The evaluation of the structural affect of ETFs was additionally lately addressed by Matt Hougan, CEO of Bitwise, the issuing agency of one in every of these merchandise in the USA. For the manager, latest rise in gold provides clear steering about what may occur to bitcoin if institutional demand is sustained over time.

In accordance with Hougan, central financial institution demand for gold started to speed up in 2022, after the USA confiscated Russian Treasury deposits. “Annual purchases went from about 500 tons to about 1,000 tons and have remained at these ranges since then,” he defined.

Even so, the affect on the worth was progressive. Gold superior about 2% in 2022, 13% in 2023 and 27% in 2024. “It wasn’t till 2025 that costs skyrocketed,” Hougan mentioned. He explains that, in the course of the first years, this extra demand was absorbed by buyers prepared to promote their reserves. “Over time, sellers ran out of ammunition, and as demand endured, costs rose sharply.”

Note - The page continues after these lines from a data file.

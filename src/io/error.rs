//! Error types for palette ingestion, selection, assembly and export

use std::fmt;
use std::path::PathBuf;

/// Main error type for all mosaic operations
#[derive(Debug)]
pub enum MosaicError {
    /// A palette image could not be read or decoded
    ImageLoad {
        /// Path to the image file
        path: PathBuf,
        /// Underlying image decoding error
        source: image::ImageError,
    },

    /// A caller-supplied value violates a precondition
    ///
    /// Covers an empty candidate pool, a malformed target grid and
    /// invalid configuration values.
    InvalidArgument {
        /// Name of the offending argument
        parameter: &'static str,
        /// Provided value that failed validation
        value: String,
        /// Explanation of why the value is invalid
        reason: String,
    },

    /// A chosen candidate could not be drawn into its cell
    Compositing {
        /// Grid row of the failing cell
        row: usize,
        /// Grid column of the failing cell
        col: usize,
        /// Pool index of the chosen candidate
        candidate: usize,
        /// Description of the failure
        reason: String,
    },

    /// The target grid file is not valid JSON of the expected shape
    TargetParse {
        /// Path to the target grid file
        path: PathBuf,
        /// Underlying parse error
        source: serde_json::Error,
    },

    /// Failed to save the mosaic to disk
    ImageExport {
        /// Path where export was attempted
        path: PathBuf,
        /// Underlying image encoding error
        source: image::ImageError,
    },

    /// General file system operation failure
    FileSystem {
        /// Path involved in the operation
        path: PathBuf,
        /// Description of the operation that failed
        operation: &'static str,
        /// Underlying I/O error
        source: std::io::Error,
    },

    /// Assembly was stopped through its cancellation flag
    Cancelled {
        /// Number of grid rows finished before the flag was observed
        completed_rows: usize,
    },
}

impl fmt::Display for MosaicError {
    fn fmt(&self, f: &mut fmt::Formatter<'_>) -> fmt::Result {
        match self {
            Self::ImageLoad { path, source } => {
                write!(f, "Failed to load image '{}': {source}", path.display())
            }
            Self::InvalidArgument {
                parameter,
                value,
                reason,
            } => {
                write!(f, "Invalid argument '{parameter}' = '{value}': {reason}")
            }
            Self::Compositing {
                row,
                col,
                candidate,
                reason,
            } => {
                write!(
                    f,
                    "Failed to draw candidate {candidate} into cell ({row}, {col}): {reason}"
                )
            }
            Self::TargetParse { path, source } => {
                write!(
                    f,
                    "Failed to parse target grid '{}': {source}",
                    path.display()
                )
            }
            Self::ImageExport { path, source } => {
                write!(
                    f,
                    "Failed to export image to '{}': {source}",
                    path.display()
                )
            }
            Self::FileSystem {
                path,
                operation,
                source,
            } => {
                write!(
                    f,
                    "File system error during {operation} on '{}': {source}",
                    path.display()
                )
            }
            Self::Cancelled { completed_rows } => {
                write!(f, "Assembly cancelled after {completed_rows} completed rows")
            }
        }
    }
}

impl std::error::Error for MosaicError {
    fn source(&self) -> Option<&(dyn std::error::Error + 'static)> {
        match self {
            Self::ImageLoad { source, .. } | Self::ImageExport { source, .. } => Some(source),
            Self::TargetParse { source, .. } => Some(source),
            Self::FileSystem { source, .. } => Some(source),
            _ => None,
        }
    }
}

/// Convenience type alias for mosaic results
pub type Result<T> = std::result::Result<T, MosaicError>;

impl From<image::ImageError> for MosaicError {
    fn from(err: image::ImageError) -> Self {
        Self::ImageLoad {
            path: PathBuf::from("<unknown>"),
            source: err,
        }
    }
}

impl From<std::io::Error> for MosaicError {
    fn from(err: std::io::Error) -> Self {
        Self::FileSystem {
            path: PathBuf::from("<unknown>"),
            operation: "unknown",
            source: err,
        }
    }
}

impl MosaicError {
    /// Whether this error is a caller precondition violation
    pub const fn is_invalid_argument(&self) -> bool {
        matches!(self, Self::InvalidArgument { .. })
    }
}

/// Create an invalid argument error
pub fn invalid_argument(
    parameter: &'static str,
    value: &impl ToString,
    reason: &impl ToString,
) -> MosaicError {
    MosaicError::InvalidArgument {
        parameter,
        value: value.to_string(),
        reason: reason.to_string(),
    }
}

For the CEO of Bitwise, the bitcoin market goes via a comparable dynamic, which won’t imply the beginning of a bear market. For the reason that launch of spot ETFs in January 2024, these merchandise have been buying over 100% of the brand new BTC provide. Nevertheless, the worth has not but mirrored this imbalance. “This occurs as a result of the prevailing holders have been prepared to promote,” he mentioned.

Hougan concluded that the deciding issue would be the persistence of that demand. “If demand for ETFs continues over the long run—and I believe it’s going to—over time these sellers may also run out of ammunition,” he mentioned. Consequently, in such a state of affairs, “the worth of bitcoin will skyrocket,” he believes.